Practical Applications
Immediate Applications
Below are deployable use cases that leverage the paper’s “Agentic File System” (AFS) abstraction and the Context Engineering Pipeline (Constructor, Updater, Evaluator) as implemented in the open-source AIGNE framework.
- Software engineering and LLMOps
- Auditable agent workflows for developers
- Use AFS to mount code, docs, tools (MCP servers), and memory as a unified namespace; generate a context manifest per task to trace which files, tools, and memory were injected into the model’s token window.
- Tools/products/workflows: “ContextOps” step in CI/CD; context manifest stored alongside code; replayable agent sessions; model-agnostic context loaders; evaluation logs for regression testing.
- Dependencies/assumptions: Adoption of AIGNE or equivalent AFS; proper IAM/ACLs for mounted repos; stable LLM APIs; developer buy-in for context manifest reviews.
- GitHub developer assistant via MCP
- Mount the official GitHub MCP server into AFS to search repositories, triage issues, draft PRs, and perform code-aware operations as file-like actions.
- Sector: Software/DevTools.
- Dependencies/assumptions: GitHub PATs/permissions; sandboxed execution; governance to prevent destructive actions (e.g., branch protection).
- Tool composition without heavy prompt boilerplate
- Mount REST/OpenAPI/GraphQL services, databases, and vector stores as AFS modules; expose them as files/actions that agents can discover and execute with typed schemas instead of long tool descriptions in prompts.

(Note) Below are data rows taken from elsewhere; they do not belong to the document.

//! Sync adapters over the raw TTL store
//!
//! [`TtlStore`] takes `&mut self` for writes and is never used bare
//! in concurrent code. Two adapters make it a [`CacheClient`]:
//!
//! - [`ReadWriteSyncAdapter`]: reader/writer discipline. `get_ttl`
//!   and `contains` share a read acquire, mutations take the write
//!   lock. Readers do not block readers.
//! - [`SerializeSyncAdapter`]: one mutex around everything. Simpler,
//!   for stores that must never see interleaved reads.
//!
//! Both adapters let `purge` hand its evicted values out of the
//! locked scope before dropping them, so value destructors can never
//! re-enter the adapter while a lock is held.

use std::hash::Hash;

use parking_lot::{Mutex, RwLock};

use crate::error::{CacheError, CacheResult};
use crate::store::TtlStore;

use super::CacheClient;

/// Reader/writer adapter around a [`TtlStore`]
pub struct ReadWriteSyncAdapter<K: Hash + Eq, V> {
    store: RwLock<TtlStore<K, V>>,
}

impl<K: Hash + Eq + Clone, V: Clone> ReadWriteSyncAdapter<K, V> {
    /// Wrap a raw store
    pub fn new(store: TtlStore<K, V>) -> Self {
        Self {
            store: RwLock::new(store),
        }
    }
}

impl<K, V> CacheClient<K, V> for ReadWriteSyncAdapter<K, V>
where
    K: Hash + Eq + Clone + Send + Sync,
    V: Clone + Send + Sync,
{
    fn capacity(&self) -> usize {
        self.store.read().capacity()
    }

    fn usage(&self) -> usize {
        self.store.read().usage()
    }

    fn put(&self, key: K, value: V, ttl: f64) {
        self.store.write().put(key, value, ttl);
    }

    fn add(&self, key: K, value: V, ttl: f64) -> bool {
        // The whole check-then-set runs under the write lock, so the
        // stale override cannot lose an update.
        self.store.write().add(key, value, ttl)
    }

    fn delete(&self, key: &K) {
        self.store.write().delete(key);
    }

    fn expire(&self, key: &K) {
        self.store.write().expire(key);
    }

    fn get_ttl(&self, key: &K) -> CacheResult<(V, f64)> {
        self.store.read().get_ttl(key).ok_or(CacheError::Miss)
    }

    fn contains(&self, key: &K, ttl_margin: Option<f64>) -> bool {
        self.store.read().contains(key, ttl_margin.unwrap_or(0.0))
    }

    fn clear(&self) {
        self.store.write().clear();
    }

    fn purge(&self, timeout: f64) {
        // The write guard is released at the end of this statement;
        // the evicted values drop afterwards, outside the lock.
        let retentions = self.store.write().purge(timeout);
        drop(retentions);
    }
}

/// Single-mutex adapter around a [`TtlStore`]
pub struct SerializeSyncAdapter<K: Hash + Eq, V> {
    store: Mutex<TtlStore<K, V>>,
}

impl<K: Hash + Eq + Clone, V: Clone> SerializeSyncAdapter<K, V> {
    /// Wrap a raw store
    pub fn new(store: TtlStore<K, V>) -> Self {
        Self {
            store: Mutex::new(store),
        }
    }
}

impl<K, V> CacheClient<K, V> for SerializeSyncAdapter<K, V>
where
    K: Hash + Eq + Clone + Send + Sync,
    V: Clone + Send + Sync,
{
    fn capacity(&self) -> usize {
        self.store.lock().capacity()
    }

    fn usage(&self) -> usize {
        self.store.lock().usage()
    }

    fn put(&self, key: K, value: V, ttl: f64) {
        self.store.lock().put(key, value, ttl);
    }

    fn add(&self, key: K, value: V, ttl: f64) -> bool {
        self.store.lock().add(key, value, ttl)
    }

    fn delete(&self, key: &K) {
        self.store.lock().delete(key);
    }

    fn expire(&self, key: &K) {
        self.store.lock().expire(key);
    }

    fn get_ttl(&self, key: &K) -> CacheResult<(V, f64)> {
        self.store.lock().get_ttl(key).ok_or(CacheError::Miss)
    }

    fn contains(&self, key: &K, ttl_margin: Option<f64>) -> bool {
        self.store.lock().contains(key, ttl_margin.unwrap_or(0.0))
    }

    fn clear(&self) {
        self.store.lock().clear();
    }

    fn purge(&self, timeout: f64) {
        let retentions = self.store.lock().purge(timeout);
        drop(retentions);
    }
}
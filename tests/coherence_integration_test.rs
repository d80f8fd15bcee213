//! Integration tests for the coherence cluster
//!
//! These drive several nodes, each with its own private cache and
//! coherence manager, all sharing one back-end store and one
//! in-process bus, from real threads, and check the cluster-level
//! guarantees: cluster-wide single-flight, out-of-band update
//! detection, deletion propagation, and the staleness contract of
//! `add`.

use std::sync::atomic::{AtomicUsize, Ordering};
use std::sync::{Arc, Barrier};
use std::time::Duration;

use lattice::{
    inproc_cache_client, CacheClient, CacheKey, CoherenceConfig, CoherenceManager,
    CoherentWrapperClient, InprocCacheClient, MemoryBusHub,
};

type SharedStore = Arc<InprocCacheClient<CacheKey, String>>;

struct Node {
    client: Arc<CoherentWrapperClient<String, InprocCacheClient<CacheKey, String>>>,
    private: SharedStore,
}

fn node(hub: &MemoryBusHub, identity: &str, shared: &SharedStore) -> Node {
    let private = inproc_cache_client::<CacheKey, String>(64);
    let manager = Arc::new(
        CoherenceManager::new(
            CoherenceConfig {
                namespace: "cluster".to_string(),
                protocol_timeout: Duration::from_millis(400),
                ..CoherenceConfig::default()
            },
            private.clone() as Arc<dyn CacheClient<CacheKey, String>>,
            Some(shared.clone() as Arc<dyn CacheClient<CacheKey, String>>),
            hub.endpoint(Some(identity)),
        )
        .unwrap(),
    );
    Node {
        client: Arc::new(CoherentWrapperClient::new(shared.clone(), manager)),
        private,
    }
}

fn k(s: &str) -> CacheKey {
    CacheKey::from(s)
}

#[test]
fn test_cold_single_flight_two_nodes() {
    let hub = MemoryBusHub::new();
    let shared = inproc_cache_client::<CacheKey, String>(64);
    let a = node(&hub, "a", &shared);
    let b = node(&hub, "b", &shared);
    hub.promote("a");

    let invocations = Arc::new(AtomicUsize::new(0));
    let barrier = Arc::new(Barrier::new(2));

    let threads: Vec<_> = [a.client.clone(), b.client.clone()]
        .into_iter()
        .map(|client| {
            let shared = shared.clone();
            let invocations = Arc::clone(&invocations);
            let barrier = Arc::clone(&barrier);
            std::thread::spawn(move || {
                let expired_store = shared.clone();
                barrier.wait();
                client
                    .put_coherently(
                        k("hot"),
                        60.0,
                        move || !expired_store.contains(&k("hot"), None),
                        Some(Duration::ZERO),
                        move || {
                            invocations.fetch_add(1, Ordering::SeqCst);
                            "expensive".to_string()
                        },
                    )
                    .unwrap();
            })
        })
        .collect();
    for t in threads {
        t.join().unwrap();
    }

    // Exactly one node ran the computation; both see the value.
    assert_eq!(invocations.load(Ordering::SeqCst), 1);
    assert_eq!(a.client.get(&k("hot")).unwrap(), "expensive");
    assert_eq!(b.client.get(&k("hot")).unwrap(), "expensive");
    // The winner announced done, so nothing is left pending anywhere.
    assert!(a.client.manager().pending_txid(&k("hot")).is_none());
    assert!(b.client.manager().pending_txid(&k("hot")).is_none());
    assert!(a.client.manager().group_pending_entry(&k("hot")).is_none());
}

#[test]
fn test_cold_single_flight_many_nodes() {
    let hub = MemoryBusHub::new();
    let shared = inproc_cache_client::<CacheKey, String>(64);
    let nodes: Vec<Node> = (0..4)
        .map(|i| node(&hub, &format!("n{i}"), &shared))
        .collect();
    hub.promote("n0");

    let invocations = Arc::new(AtomicUsize::new(0));
    let barrier = Arc::new(Barrier::new(nodes.len()));

    let threads: Vec<_> = nodes
        .iter()
        .map(|n| {
            let client = Arc::clone(&n.client);
            let shared = shared.clone();
            let invocations = Arc::clone(&invocations);
            let barrier = Arc::clone(&barrier);
            std::thread::spawn(move || {
                barrier.wait();
                let expired_store = shared.clone();
                client
                    .put_coherently(
                        k("hot"),
                        60.0,
                        move || !expired_store.contains(&k("hot"), None),
                        Some(Duration::ZERO),
                        move || {
                            invocations.fetch_add(1, Ordering::SeqCst);
                            "expensive".to_string()
                        },
                    )
                    .unwrap();
            })
        })
        .collect();
    for t in threads {
        t.join().unwrap();
    }

    assert_eq!(invocations.load(Ordering::SeqCst), 1);
    for n in &nodes {
        assert_eq!(n.client.get(&k("hot")).unwrap(), "expensive");
    }
}

#[test]
fn test_out_of_band_update_skips_computation() {
    let hub = MemoryBusHub::new();
    let shared = inproc_cache_client::<CacheKey, String>(64);
    let a = node(&hub, "a", &shared);
    let _b = node(&hub, "b", &shared);
    hub.promote("a");

    // Another node's update already refreshed the shared cache.
    shared.put(k("warm"), "fresh".to_string(), 60.0);

    let invocations = Arc::new(AtomicUsize::new(0));
    let probe = Arc::clone(&invocations);
    let expired_store = shared.clone();
    a.client
        .put_coherently(
            k("warm"),
            60.0,
            move || !expired_store.contains(&k("warm"), None),
            Some(Duration::ZERO),
            move || {
                probe.fetch_add(1, Ordering::SeqCst);
                "recomputed".to_string()
            },
        )
        .unwrap();

    assert_eq!(invocations.load(Ordering::SeqCst), 0);
    assert_eq!(a.client.get(&k("warm")).unwrap(), "fresh");
    assert!(a.client.manager().pending_txid(&k("warm")).is_none());
}

#[test]
fn test_delete_propagation_across_nodes() {
    let hub = MemoryBusHub::new();
    let shared = inproc_cache_client::<CacheKey, String>(64);
    let a = node(&hub, "a", &shared);
    let b = node(&hub, "b", &shared);
    hub.promote("a");

    b.private.put(k("x"), "cached".to_string(), 60.0);
    shared.put(k("x"), "cached".to_string(), 60.0);

    a.client.delete(&k("x"));
    assert!(!b.private.contains(&k("x"), None));
    assert!(shared.get(&k("x")).is_err());
}

#[test]
fn test_clear_propagates_as_sentinel() {
    let hub = MemoryBusHub::new();
    let shared = inproc_cache_client::<CacheKey, String>(64);
    let a = node(&hub, "a", &shared);
    let b = node(&hub, "b", &shared);
    hub.promote("a");

    b.private.put(k("x"), "one".to_string(), 60.0);
    b.private.put(k("y"), "two".to_string(), 60.0);

    a.client.clear();
    assert_eq!(b.private.usage(), 0);
}

#[test]
fn test_add_staleness_override_end_to_end() {
    let hub = MemoryBusHub::new();
    let shared = inproc_cache_client::<CacheKey, String>(64);
    let a = node(&hub, "a", &shared);
    hub.promote("a");

    // ttl 0: fresh for this very instant, stale a moment later.
    a.client.put(k("s"), "v1".to_string(), 0.0);
    std::thread::sleep(Duration::from_millis(20));

    assert!(a.client.add(k("s"), "v2".to_string(), 60.0));
    assert_eq!(a.client.get(&k("s")).unwrap(), "v2");
}

#[test]
fn test_losers_wait_for_winner_when_asked() {
    let hub = MemoryBusHub::new();
    let shared = inproc_cache_client::<CacheKey, String>(64);
    let a = node(&hub, "a", &shared);
    let b = node(&hub, "b", &shared);
    hub.promote("a");

    let invocations = Arc::new(AtomicUsize::new(0));
    let barrier = Arc::new(Barrier::new(2));

    let threads: Vec<_> = [a.client.clone(), b.client.clone()]
        .into_iter()
        .map(|client| {
            let shared = shared.clone();
            let invocations = Arc::clone(&invocations);
            let barrier = Arc::clone(&barrier);
            std::thread::spawn(move || {
                let expired_store = shared.clone();
                barrier.wait();
                client
                    .put_coherently(
                        k("slow"),
                        60.0,
                        move || !expired_store.contains(&k("slow"), None),
                        // Block on the winner instead of abandoning.
                        Some(Duration::from_secs(5)),
                        move || {
                            invocations.fetch_add(1, Ordering::SeqCst);
                            std::thread::sleep(Duration::from_millis(100));
                            "expensive".to_string()
                        },
                    )
                    .unwrap();
            })
        })
        .collect();
    for t in threads {
        t.join().unwrap();
    }

    assert_eq!(invocations.load(Ordering::SeqCst), 1);
    assert_eq!(shared.get(&k("slow")).unwrap(), "expensive");
}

- Sector: Enterprise IT, Platform engineering.
- Dependencies/assumptions: Declarative resolvers for backends; metadata quality; schema alignment and versioning.
- Enterprise knowledge assistants with governance
- Verifiable RAG and memory with provenance
- Persist history, memory, and scratchpads via AFS; Constructor selects and compresses relevant context, Updater streams under token budgets, Evaluator writes back validated facts with lineage for audit.
- Sectors: Knowledge management, Customer support, IT service desks.
- Dependencies/assumptions: Metadata tagging (recency, source, access); vector DB / full-text plugin; policy-compliant retention and aging.
- Compliance-grade context logging
- Record exactly what context was visible at decision time (inputs, model version, manifest, outputs, overrides) for audit and e-discovery.
- Sectors: Finance (compliance documentation), Government, Legal operations.
- Dependencies/assumptions: Retention policies; secure storage; legal review of admissibility; PII/PHI handling where applicable.
- Human-in-the-loop evaluation and curation
- Curated knowledge bases with human overrides
- Evaluator routes low-confidence or contradictory outputs for human review; accepted annotations are stored as first-class context elements with provenance.
- Sectors: Regulated industries, Corporate policy teams, Editorial teams.
- Dependencies/assumptions: Review tooling/UI; clear escalation thresholds; workforce availability; training for consistent annotation.
- Persistent-memory conversational agents
- Stateful chatbots that “remember” safely
- Use AFS-backed memories (episodic, fact, user profiles) to sustain multi-session context while enforcing ACLs and token budgets via the Constructor/Updater.
- Sectors: Customer success, Internal help desks, Retail.
- Dependencies/assumptions: Consent and privacy safeguards; deduplication/consolidation policies to combat memory bloat and “context rot.”
- Education and training
- Personal tutors with auditable learning records
- Store student progress and scratchpads in AFS; selectively load summaries for sessions; enable educators to inspect provenance (what was shown, when, and why).
- Sector: Education/EdTech.
- Dependencies/assumptions: FERPA/GDPR compliance; parental consent; exportability and data portability.
- Healthcare (non-diagnostic knowledge operations)
- Policy/procedure assistants with provenance
- Mount hospital SOPs and non-PHI materials; generate verified summaries and checklists; log context used for each guidance session.
- Sector: Healthcare operations.
- Dependencies/assumptions: Strict exclusion of PHI unless compliant; approvals for deployment; staff training; bounded scope (no clinical decision making).
- Research and academia
- Reproducible LLM experiments
- Persist prompts, contexts, manifests, and outputs; replay to compare model versions and sampling settings; shareable, verifiable experiment bundles.
- Sector: Academia/Industrial research.
- Dependencies/assumptions: Storage quotas; model version pinning; dataset licensing; ethics and IRB alignment where applicable.
Long-Term Applications
These opportunities require further research, scaling, standardization, or sector-specific validation and certification.
- Agentic operating system for knowledge and tools
- Self-organizing agents within a “living” knowledge fabric
- Agents autonomously browse AFS mounts, construct indices, restructure context graphs, and evolve memory under governance—moving toward the LLM-as-OS vision.
- Sectors: Enterprise IT, Knowledge management, Software platforms.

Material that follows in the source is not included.